Exercise directions:
All lines with the word "RecordingSink" must be pulled from the entries below.
_ _ _ _ _
//! End-to-end lifecycle scenarios through the tracker, emitter, and walker.

use stemma_events::{
    LineageEmitter, RunState, RunTracker, UpdateOutcome,
};
use stemma_test_utils::{processed_data, source_data, RecordingSink};

fn tracker_with_recorder() -> (RunTracker, RecordingSink) {
    let sink = RecordingSink::new();
    let tracker = RunTracker::new(LineageEmitter::new(Box::new(sink.clone()), "test"));
    (tracker, sink)
}

#[test]
fn two_model_pipeline_emits_four_events() {
    let (mut tracker, sink) = tracker_with_recorder();
    let source = source_data();
    let processed = processed_data();

    tracker.on_phase_start(&[source.clone(), processed.clone()]);

    tracker.on_entity_start(&source).unwrap();
    tracker
        .on_entity_update(&source, &UpdateOutcome::success().with_duration_ms(120))
        .unwrap();

    tracker.on_entity_start(&processed).unwrap();
    tracker
        .on_entity_update(&processed, &UpdateOutcome::success().with_duration_ms(340))
        .unwrap();

    tracker.on_phase_stop(true).unwrap();

    let events = sink.events();
    assert_eq!(events.len(), 4);

    let starts: Vec<_> = events
        .iter()
        .filter(|e| e.event_type == RunState::Start)
        .collect();
    let completes: Vec<_> = events
        .iter()
        .filter(|e| e.event_type == RunState::Complete)
        .collect();
    assert_eq!(starts.len(), 2);
    assert_eq!(completes.len(), 2);

    // processed_data's START: one input, three schema fields on the output.
    let processed_start = starts
        .iter()
        .find(|e| e.job.name == "processed_data")
        .unwrap();
    assert_eq!(processed_start.inputs.len(), 1);
    assert_eq!(processed_start.inputs[0].name, "source_data");

    let json = serde_json::to_value(processed_start).unwrap();
    let fields = json["outputs"][0]["facets"]["schema"]["fields"]
        .as_array()
        .unwrap();
    assert_eq!(fields.len(), 3);

    // Column lineage traced every column back to source_data.
    let lineage = &json["outputs"][0]["facets"]["columnLineage"]["fields"];
    for column in ["id", "name", "name_upper"] {
        let inputs = lineage[column]["inputFields"].as_array().unwrap();
        assert_eq!(inputs.len(), 1, "column {column}");
        assert_eq!(inputs[0]["name"], "schema.source_data");
    }
    assert_eq!(lineage["name_upper"]["inputFields"][0]["field"], "name");
}

#[test]
fn start_update_pair_shares_run_id_with_ordered_timestamps() {
    let (mut tracker, sink) = tracker_with_recorder();
    let source = source_data();

    tracker.on_entity_start(&source).unwrap();
    tracker
        .on_entity_update(&source, &UpdateOutcome::success())
        .unwrap();

    let events = sink.events();
    assert_eq!(events.len(), 2);
    assert_eq!(events[0].event_type, RunState::Start);
    assert_eq!(events[1].event_type, RunState::Complete);
    assert_eq!(events[0].run.run_id, events[1].run.run_id);
    assert!(events[1].event_time >= events[0].event_time);
}

#[test]
fn interrupted_phase_fails_unfinished_runs() {
    let (mut tracker, sink) = tracker_with_recorder();
    let source = source_data();
    let processed = processed_data();

    tracker.on_phase_start(&[source.clone(), processed.clone()]);
    tracker.on_entity_start(&source).unwrap();
    tracker
        .on_entity_update(&source, &UpdateOutcome::success())
        .unwrap();
    tracker.on_entity_start(&processed).unwrap();
    // The phase dies before processed_data reports back.
    tracker.on_phase_stop(false).unwrap();

    let events = sink.events();
    assert_eq!(events.len(), 4);

    let fail = events
        .iter()
        .find(|e| e.event_type == RunState::Fail)
        .unwrap();
    assert_eq!(fail.job.name, "processed_data");
    let json = serde_json::to_value(fail).unwrap();
    assert!(json["run"]["facets"]["errorMessage"]["message"]
        .as_str()
        .unwrap()
        .contains("interrupted"));

    // The failed run id matches the orphaned START.
    let orphan_start = events
        .iter()
        .find(|e| e.event_type == RunState::Start && e.job.name == "processed_data")
        .unwrap();
    assert_eq!(fail.run.run_id, orphan_start.run.run_id);
}

#[test]
fn audit_failures_mention_the_count() {
    let (mut tracker, sink) = tracker_with_recorder();
    let source = source_data();

    tracker.on_entity_start(&source).unwrap();
    tracker
        .on_entity_update(&source, &UpdateOutcome::audit_failure(3))
        .unwrap();

    let events = sink.events();
    assert_eq!(events[1].event_type, RunState::Fail);
    let json = serde_json::to_value(&events[1]).unwrap();
    let message = json["run"]["facets"]["errorMessage"]["message"]
        .as_str()
        .unwrap();
    assert!(message.contains('3'));

    // Zero failed audits completes instead.
    tracker.on_entity_start(&source).unwrap();
    tracker
        .on_entity_update(&source, &UpdateOutcome::success())
        .unwrap();
    assert_eq!(sink.events()[3].event_type, RunState::Complete);
}

#[test]
fn complete_event_carries_statistics() {
    use stemma_test_utils::ExecutionStats;

    let (mut tracker, sink) = tracker_with_recorder();
    let source = source_data();

    tracker.on_entity_start(&source).unwrap();
    tracker
        .on_entity_update(
            &source,
            &UpdateOutcome::success()
                .with_duration_ms(1000)
                .with_stats(ExecutionStats {
                    rows_processed: Some(500),
                    bytes_processed: Some(65536),
                }),
        )
        .unwrap();

    let json = serde_json::to_value(&sink.events()[1]).unwrap();
    let execution = &json["run"]["facets"]["stemma_execution"];
    assert_eq!(execution["durationMs"], 1000);
    assert_eq!(execution["rowsProcessed"], 500);
    assert_eq!(execution["bytesProcessed"], 65536);
    assert_eq!(
        json["outputs"][0]["facets"]["outputStatistics"]["rowCount"],
        500
    );
}

#[test]
fn events_serialize_with_producer_and_namespace() {
    let (mut tracker, sink) = tracker_with_recorder();
    tracker.on_entity_start(&source_data()).unwrap();

    let json = serde_json::to_value(&sink.events()[0]).unwrap();
    assert_eq!(json["producer"], "stemma");
    assert_eq!(json["job"]["namespace"], "test");
    assert_eq!(json["eventType"], "START");
}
_ _ _ _ _
Reply to the task:
use stemma_test_utils::{processed_data, source_data, RecordingSink};
fn tracker_with_recorder() -> (RunTracker, RecordingSink) {
    let sink = RecordingSink::new();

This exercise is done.